ABSTRACT

Chapter 2 examines his symbolic use of anatomy, specifically in relation to his frequent allegories of writing, his meta-recursive reflections upon reflection. If much scholarship has to do with unpicking Wallace’s interest in the neurological, a great deal is also devoted to unthreading his complex engagement with postmodernism, metafiction, and writing in the postmodern and post-postmodern period/condition. In this chapter, I argue that Wallace uses three key and recurring corporeal motifs to interrogate the act and the perils of writing, and of reflecting both on the process, and the reader’s reception of those texts.

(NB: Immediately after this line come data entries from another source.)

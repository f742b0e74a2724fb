//! Per-field transformation rules.
//!
//! [`Rules`] is an ordered list of `(field, Rule)` pairs; each [`Rule`] variant carries its own
//! configuration. The [`Optimizer`] folds the list over every row of a [`Payload`](crate::Payload)
//! and returns a new payload.
//!
//! ```ignore
//! use pgrecord::rules::{Optimizer, Rules};
//!
//! let rules = Rules::new()
//!     .slugify("title", "-")
//!     .coerce_integer("age")
//!     .rename_key("mail", "email");
//! let cleaned = Optimizer::apply(&payload, &rules);
//! ```

mod optimizer;

pub use optimizer::{Optimizer, apply_rule, slugify, strip_markup};

use crate::value::Value;
use serde::{Deserialize, Serialize};

/// Default slug delimiter.
pub const DEFAULT_SLUG_DELIMITER: &str = "-";

/// One field transformation.
#[derive(Debug, Clone, PartialEq, Serialize, Deserialize)]
#[serde(tag = "rule", rename_all = "snake_case")]
pub enum Rule {
    /// Parse a JSON string into its structure.
    DecodeJson,
    /// Numeric values (or numeric strings) to an integer, truncating.
    CoerceInteger,
    /// Numeric values (or numeric strings) to a double.
    CoerceDouble,
    /// Any value to its string form.
    CoerceString,
    /// `true/false`, `1/0`, `yes/no`, `on/off` to a boolean.
    CoerceBoolean,
    Trim,
    Lowercase,
    Uppercase,
    /// Lower-case, drop punctuation, join words with `delimiter`.
    Slugify { delimiter: String },
    /// A JSON array (or a string holding one) joined with commas.
    CommaJoinList,
    /// Re-render a date parsed with the `from` format using the `to` format (chrono syntax).
    ReformatDate { from: String, to: String },
    /// Remove markup tags except those in `allowed`.
    StripMarkup {
        #[serde(default)]
        allowed: Vec<String>,
    },
    ReplaceWithConstant { value: Value },
    /// Replace with `new` only when the value equals `default`.
    ReplaceIfEquals { default: Value, new: Value },
    SubstringReplace { search: String, replace: String },
    /// Move the value under `to` and drop the old key.
    RenameKey { to: String },
}

impl Rule {
    pub fn name(&self) -> &'static str {
        match self {
            Self::DecodeJson => "decode_json",
            Self::CoerceInteger => "coerce_integer",
            Self::CoerceDouble => "coerce_double",
            Self::CoerceString => "coerce_string",
            Self::CoerceBoolean => "coerce_boolean",
            Self::Trim => "trim",
            Self::Lowercase => "lowercase",
            Self::Uppercase => "uppercase",
            Self::Slugify { .. } => "slugify",
            Self::CommaJoinList => "comma_join_list",
            Self::ReformatDate { .. } => "reformat_date",
            Self::StripMarkup { .. } => "strip_markup",
            Self::ReplaceWithConstant { .. } => "replace_with_constant",
            Self::ReplaceIfEquals { .. } => "replace_if_equals",
            Self::SubstringReplace { .. } => "substring_replace",
            Self::RenameKey { .. } => "rename_key",
        }
    }
}

/// Ordered `field -> rule` registrations. Registering a field again replaces its rule in place.
#[derive(Debug, Clone, Default, PartialEq, Serialize, Deserialize)]
#[serde(transparent)]
pub struct Rules {
    entries: Vec<(String, Rule)>,
}

impl Rules {
    pub fn new() -> Self {
        Self::default()
    }

    /// Register `rule` for `field`.
    pub fn rule(mut self, field: impl Into<String>, rule: Rule) -> Self {
        self.insert(field, rule);
        self
    }

    /// In-place form of [`Rules::rule`].
    pub fn insert(&mut self, field: impl Into<String>, rule: Rule) {
        let field = field.into();
        match self.entries.iter_mut().find(|(f, _)| *f == field) {
            Some(slot) => slot.1 = rule,
            None => self.entries.push((field, rule)),
        }
    }

    pub fn decode_json(self, field: impl Into<String>) -> Self {
        self.rule(field, Rule::DecodeJson)
    }

    pub fn coerce_integer(self, field: impl Into<String>) -> Self {
        self.rule(field, Rule::CoerceInteger)
    }

    pub fn coerce_double(self, field: impl Into<String>) -> Self {
        self.rule(field, Rule::CoerceDouble)
    }

    pub fn coerce_string(self, field: impl Into<String>) -> Self {
        self.rule(field, Rule::CoerceString)
    }

    pub fn coerce_boolean(self, field: impl Into<String>) -> Self {
        self.rule(field, Rule::CoerceBoolean)
    }

    pub fn trim(self, field: impl Into<String>) -> Self {
        self.rule(field, Rule::Trim)
    }

    pub fn lowercase(self, field: impl Into<String>) -> Self {
        self.rule(field, Rule::Lowercase)
    }

    pub fn uppercase(self, field: impl Into<String>) -> Self {
        self.rule(field, Rule::Uppercase)
    }

    /// Slugify with `delimiter`; an empty delimiter falls back to `-`.
    pub fn slugify(self, field: impl Into<String>, delimiter: &str) -> Self {
        let delimiter = if delimiter.is_empty() {
            DEFAULT_SLUG_DELIMITER
        } else {
            delimiter
        };
        self.rule(
            field,
            Rule::Slugify {
                delimiter: delimiter.to_string(),
            },
        )
    }

    pub fn comma_join_list(self, field: impl Into<String>) -> Self {
        self.rule(field, Rule::CommaJoinList)
    }

    pub fn reformat_date(self, field: impl Into<String>, from: &str, to: &str) -> Self {
        self.rule(
            field,
            Rule::ReformatDate {
                from: from.to_string(),
                to: to.to_string(),
            },
        )
    }

    pub fn strip_markup<S: AsRef<str>>(
        self,
        field: impl Into<String>,
        allowed: impl IntoIterator<Item = S>,
    ) -> Self {
        let allowed = allowed
            .into_iter()
            .map(|tag| tag.as_ref().to_ascii_lowercase())
            .collect();
        self.rule(field, Rule::StripMarkup { allowed })
    }

    pub fn replace_with_constant(self, field: impl Into<String>, value: impl Into<Value>) -> Self {
        self.rule(
            field,
            Rule::ReplaceWithConstant {
                value: value.into(),
            },
        )
    }

    pub fn replace_if_equals(
        self,
        field: impl Into<String>,
        default: impl Into<Value>,
        new: impl Into<Value>,
    ) -> Self {
        self.rule(
            field,
            Rule::ReplaceIfEquals {
                default: default.into(),
                new: new.into(),
            },
        )
    }

    pub fn substring_replace(self, field: impl Into<String>, search: &str, replace: &str) -> Self {
        self.rule(
            field,
            Rule::SubstringReplace {
                search: search.to_string(),
                replace: replace.to_string(),
            },
        )
    }

    pub fn rename_key(self, field: impl Into<String>, to: impl Into<String>) -> Self {
        self.rule(field, Rule::RenameKey { to: to.into() })
    }

    pub fn get(&self, field: &str) -> Option<&Rule> {
        self.entries
            .iter()
            .find(|(f, _)| f == field)
            .map(|(_, rule)| rule)
    }

    pub fn iter(&self) -> impl Iterator<Item = (&str, &Rule)> {
        self.entries.iter().map(|(f, r)| (f.as_str(), r))
    }

    pub fn len(&self) -> usize {
        self.entries.len()
    }

    pub fn is_empty(&self) -> bool {
        self.entries.is_empty()
    }
}

#[cfg(test)]
mod tests;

The deformed body is figured by Wallace, I argue, as a genetically imperfect body-text, one that evidences the difficulty of realising intentionality in the act of giving expression to thought in the malformed or failed text, then, which is the genetic equivalent, a text-body. Another key image is the spine, of both book and body; for Wallace, the spine is used to indicate a fascination with and interrogation of metafiction, reflexivity, and debilitating recursion. It is this image, of the contortionist, for example, that allows Wallace to diagnose the dangers of in-bent and self-oriented literature. Finally, the chapter discusses Wallace’s interest in shitting, seeing it as another allegory of writing, an act of quasi-parturition, one that receives peculiarly detailed treatment in his works, most tellingly perhaps in ‘The Suffering Chanel.’